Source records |
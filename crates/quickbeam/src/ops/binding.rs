//! `let` and `let*`: parallel and sequential binding forms
//!
//! Both forms share one analysis step: parse the binding list, peel the
//! leading declarations, and cache the scope's processed declaration
//! sets. Per-activation work is evaluating initializers through the
//! frame binder and enforcing declared types at scope entry.

use std::sync::Arc;

use crate::binder::{bind_parallel, bind_sequential, BindTarget};
use crate::context::EvalContext;
use crate::declaration::{split_declarations, ScopeDecls};
use crate::error::{EvalError, Result};
use crate::eval::{analyze, analyze_body, dispatch, eval_body, run_body};
use crate::operator::{
    compile_handler, Bindings, FormPattern, HandlerPair, HandlerSpec, ImmediateBody,
};
use crate::value::Value;

/// The analyzed shape of a `let`/`let*` form: one slot per binding-list
/// entry, plus the scope's cached declarations and remaining body.
struct LetForm {
    slots: Vec<(Arc<str>, Value)>,
    decls: ScopeDecls,
    body: Vec<Value>,
}

impl LetForm {
    /// Shared prologue for both modes of both operators.
    fn analyze(bindings: &Bindings, operator: &'static str) -> Result<LetForm> {
        let malformed = |expected: &str| EvalError::MalformedForm {
            operator: operator.to_string(),
            expected: expected.to_string(),
        };

        let entries = bindings
            .var("bindings")
            .as_list()
            .ok_or_else(|| malformed("binding list"))?;

        let mut slots = Vec::with_capacity(entries.len());
        for entry in entries {
            match entry {
                // Bare symbol: binds to nil
                Value::Symbol(name) => slots.push((name.clone(), Value::Nil)),
                Value::List(pair) => {
                    let name = pair
                        .first()
                        .and_then(|n| n.as_symbol())
                        .ok_or_else(|| malformed("variable name in binding entry"))?;
                    if pair.len() > 2 {
                        return Err(malformed("binding entry of (name init)"));
                    }
                    let init = pair.get(1).cloned().unwrap_or(Value::Nil);
                    slots.push((name.clone(), init));
                }
                _ => return Err(malformed("binding entry symbol or list")),
            }
        }

        let (groups, rest) = split_declarations(bindings.rest("body"))?;
        Ok(LetForm {
            slots,
            decls: ScopeDecls::from_groups(&groups),
            body: rest.to_vec(),
        })
    }

    /// Derive the binder targets for one activation. A slot is dynamic
    /// if this scope declares it special or the context proclaims it so.
    fn targets(&self, ctx: &EvalContext) -> Vec<BindTarget> {
        self.slots
            .iter()
            .map(|(name, _)| BindTarget {
                name: name.clone(),
                dynamic: self.decls.is_special(name) || ctx.is_special(name),
            })
            .collect()
    }
}

fn let_pattern(operator: &'static str) -> FormPattern {
    FormPattern::new(operator).required("bindings").rest("body")
}

pub(super) fn let_handler() -> HandlerPair {
    compile_handler(HandlerSpec {
        name: "let",
        pattern: let_pattern("let"),
        immediate: ImmediateBody::Custom(Arc::new(|bindings, env, ctx| {
            let form = LetForm::analyze(bindings, "let")?;
            let targets = form.targets(ctx);
            bind_parallel(
                &targets,
                env,
                ctx,
                |i, outer, ctx| dispatch(&form.slots[i].1, outer, ctx),
                |inner, ctx| {
                    form.decls.enforce_types(inner, ctx)?;
                    eval_body(&form.body, inner, ctx)
                },
            )
        })),
        deferred: Arc::new(|bindings| {
            let form = LetForm::analyze(bindings, "let")?;
            let inits: Vec<_> = form
                .slots
                .iter()
                .map(|(_, init)| analyze(init))
                .collect::<Result<_>>()?;
            let body = analyze_body(&form.body)?;
            Ok(Arc::new(move |env, ctx| {
                let targets = form.targets(ctx);
                bind_parallel(
                    &targets,
                    env,
                    ctx,
                    |i, outer, ctx| inits[i](outer, ctx),
                    |inner, ctx| {
                        form.decls.enforce_types(inner, ctx)?;
                        run_body(&body, inner, ctx)
                    },
                )
            }))
        }),
    })
}

pub(super) fn let_star_handler() -> HandlerPair {
    compile_handler(HandlerSpec {
        name: "let*",
        pattern: let_pattern("let*"),
        // Immediate contexts go through the generated
        // compile-then-execute wrapper.
        immediate: ImmediateBody::Fallback,
        deferred: Arc::new(|bindings| {
            let form = LetForm::analyze(bindings, "let*")?;
            let inits: Vec<_> = form
                .slots
                .iter()
                .map(|(_, init)| analyze(init))
                .collect::<Result<_>>()?;
            let body = analyze_body(&form.body)?;
            Ok(Arc::new(move |env, ctx| {
                let targets = form.targets(ctx);
                bind_sequential(
                    &targets,
                    env,
                    ctx,
                    |i, so_far, ctx| inits[i](so_far, ctx),
                    |inner, ctx| {
                        form.decls.enforce_types(inner, ctx)?;
                        run_body(&body, inner, ctx)
                    },
                )
            }))
        }),
    })
}
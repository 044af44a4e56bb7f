//! Evaluation context: dynamic cells, locks, and execution limits

use std::cell::{Cell, RefCell};
use std::sync::Arc;

use rustc_hash::FxHashSet;

use crate::environment::DynamicEnv;
use crate::error::{EvalError, Result};
use crate::lock::LockTable;

/// Configuration and mutable per-run state for evaluation.
///
/// This is passed through all evaluation calls. It owns everything that
/// is not part of the lexical frame chain: the dynamic-variable cells,
/// the protected-identifier lock table, the set of names proclaimed
/// special, and call-depth limiting.
#[derive(Debug)]
pub struct EvalContext {
    /// Dynamic-variable cells (doubles as the global table)
    pub dynamics: DynamicEnv,

    /// Identifiers protected from mutation
    pub locks: LockTable,

    /// Names proclaimed special (dynamically bound in every scope)
    specials: RefCell<FxHashSet<Arc<str>>>,

    /// Current call depth (for recursion limiting)
    depth: Cell<usize>,

    /// Maximum allowed call depth
    max_call_depth: usize,
}

impl Default for EvalContext {
    fn default() -> Self {
        Self {
            dynamics: DynamicEnv::new(),
            locks: LockTable::new(),
            specials: RefCell::new(FxHashSet::default()),
            depth: Cell::new(0),
            max_call_depth: 1000,
        }
    }
}

impl EvalContext {
    /// Create a new context with default settings.
    pub fn new() -> Self {
        Self::default()
    }

    /// Create a context with a custom call depth limit.
    pub fn with_max_call_depth(max_depth: usize) -> Self {
        Self {
            max_call_depth: max_depth,
            ..Default::default()
        }
    }

    /// Create a context with the standard prelude loaded into the
    /// global cells.
    pub fn with_prelude() -> Self {
        let ctx = Self::new();
        ctx.dynamics.load_prelude();
        ctx
    }

    // ═══════════════════════════════════════════════════════════════════
    // Special Proclamations
    // ═══════════════════════════════════════════════════════════════════

    /// Proclaim `name` special: every binding of it anywhere is dynamic.
    pub fn proclaim_special(&self, name: impl Into<Arc<str>>) {
        self.specials.borrow_mut().insert(name.into());
    }

    /// Whether `name` has been proclaimed special.
    pub fn is_special(&self, name: &str) -> bool {
        self.specials.borrow().contains(name)
    }

    // ═══════════════════════════════════════════════════════════════════
    // Call Depth Tracking (Stack Overflow Protection)
    // ═══════════════════════════════════════════════════════════════════

    /// Enter a function call. Returns error if max depth exceeded.
    pub fn enter_call(&self) -> Result<()> {
        let depth = self.depth.get();
        if depth >= self.max_call_depth {
            return Err(EvalError::StackOverflow {
                depth,
                max: self.max_call_depth,
            });
        }
        self.depth.set(depth + 1);
        Ok(())
    }

    /// Exit a function call.
    pub fn exit_call(&self) {
        self.depth.set(self.depth.get().saturating_sub(1));
    }

    /// Get current call depth.
    pub fn call_depth(&self) -> usize {
        self.depth.get()
    }
}
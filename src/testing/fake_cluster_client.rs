use crate::configuration::models::cluster_configuration::ClusterConfiguration;
use crate::contracts::flux_resource_document::FluxResourceDocument;
use crate::contracts::resource_identity::ResourceIdentity;
use crate::services::backends::kubernetes::cluster_client::{ClusterClient, WatchPayload, WatchStream};
use crate::services::backends::kubernetes::cluster_error::ClusterError;
use crate::services::backends::kubernetes::resource_url_builder::watch_path;
use async_trait::async_trait;
use futures::StreamExt;
use futures::channel::mpsc::{UnboundedSender, unbounded};
use serde_json::Value;
use std::collections::HashMap;
use std::sync::Mutex;
use std::time::Duration;

/// A watch opened through the fake client.
#[derive(Debug, Clone, PartialEq, Eq)]
pub struct RecordedWatch {
    pub base_path: String,
    pub watch_path: String,
    pub field_selector: String,
}

/// [`ClusterClient`] serving canned responses and letting tests drive watch streams.
#[derive(Default)]
pub struct FakeClusterClient {
    responses: Mutex<HashMap<String, Result<Value, ClusterError>>>,
    requests: Mutex<Vec<(ClusterConfiguration, String)>>,
    watch_error: Mutex<Option<ClusterError>>,
    watches: Mutex<Vec<RecordedWatch>>,
    senders: Mutex<Vec<UnboundedSender<Result<WatchPayload, ClusterError>>>>,
}

impl FakeClusterClient {
    pub fn new() -> Self {
        Self::default()
    }

    pub fn respond_with(&self, url: &str, body: Value) {
        self.responses.lock().unwrap().insert(url.to_string(), Ok(body));
    }

    pub fn fail_with(&self, url: &str, error: ClusterError) {
        self.responses.lock().unwrap().insert(url.to_string(), Err(error));
    }

    /// Makes every following watch fail to open.
    pub fn fail_watches_with(&self, error: ClusterError) {
        *self.watch_error.lock().unwrap() = Some(error);
    }

    pub fn requests(&self) -> Vec<(ClusterConfiguration, String)> {
        self.requests.lock().unwrap().clone()
    }

    pub fn watches(&self) -> Vec<RecordedWatch> {
        self.watches.lock().unwrap().clone()
    }

    /// Waits until at least `count` watches were opened.
    pub async fn wait_for_watches(&self, count: usize, timeout: Duration) -> Vec<RecordedWatch> {
        let start_time = std::time::Instant::now();
        loop {
            let watches = self.watches();
            if watches.len() >= count {
                return watches;
            }
            if start_time.elapsed() > timeout {
                panic!("Timed out waiting for {} watches, saw {}", count, watches.len());
            }
            tokio::time::sleep(Duration::from_millis(10)).await;
        }
    }

    /// Delivers a payload on the n-th opened watch. Returns false when that watch is no longer consumed.
    pub fn push_payload(&self, watch: usize, payload: Vec<Value>) -> bool {
        let documents = payload
            .into_iter()
            .map(|object| serde_json::from_value::<FluxResourceDocument>(object).expect("Invalid test document"))
            .collect();
        self.push(watch, Ok(documents))
    }

    pub fn push_error(&self, watch: usize, error: ClusterError) -> bool {
        self.push(watch, Err(error))
    }

    /// Ends the n-th opened watch the way a server closing the connection would.
    pub fn close_watch(&self, watch: usize) {
        if let Some(sender) = self.senders.lock().unwrap().get(watch) {
            sender.close_channel();
        }
    }

    fn push(&self, watch: usize, event: Result<WatchPayload, ClusterError>) -> bool {
        let senders = self.senders.lock().unwrap();
        match senders.get(watch) {
            Some(sender) => sender.unbounded_send(event).is_ok(),
            None => false,
        }
    }
}

#[async_trait]
impl ClusterClient for FakeClusterClient {
    async fn get(&self, configuration: &ClusterConfiguration, url: &str) -> Result<Value, ClusterError> {
        self.requests
            .lock()
            .unwrap()
            .push((configuration.clone(), url.to_string()));
        let responses = self.responses.lock().unwrap();
        match responses.get(url) {
            Some(response) => response.clone(),
            None => Err(ClusterError::Transport(format!("no route to {}", url))),
        }
    }

    async fn watch(
        &self,
        configuration: &ClusterConfiguration,
        collection: &ResourceIdentity,
        field_selector: &str,
    ) -> Result<WatchStream, ClusterError> {
        let recorded = RecordedWatch {
            base_path: configuration.base_path.clone(),
            watch_path: watch_path(collection),
            field_selector: field_selector.to_string(),
        };
        if let Some(error) = self.watch_error.lock().unwrap().clone() {
            self.watches.lock().unwrap().push(recorded);
            return Err(error);
        }
        let (sender, receiver) = unbounded();
        // The sender is in place before the watch becomes visible to tests
        self.senders.lock().unwrap().push(sender);
        self.watches.lock().unwrap().push(recorded);
        Ok(receiver.boxed())
    }
}
pub mod condition;
pub mod flux_resource_document;
pub mod flux_resource_kind;
pub mod resource_identity;
pub mod resource_summary;
pub mod status_query_variables;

ACTIVITY |
Whenever a line of the data includes "static", copy that line.

SOLUTION BELOW |
    fn analyze(bindings: &Bindings, operator: &'static str) -> Result<LetForm> {
fn let_pattern(operator: &'static str) -> FormPattern {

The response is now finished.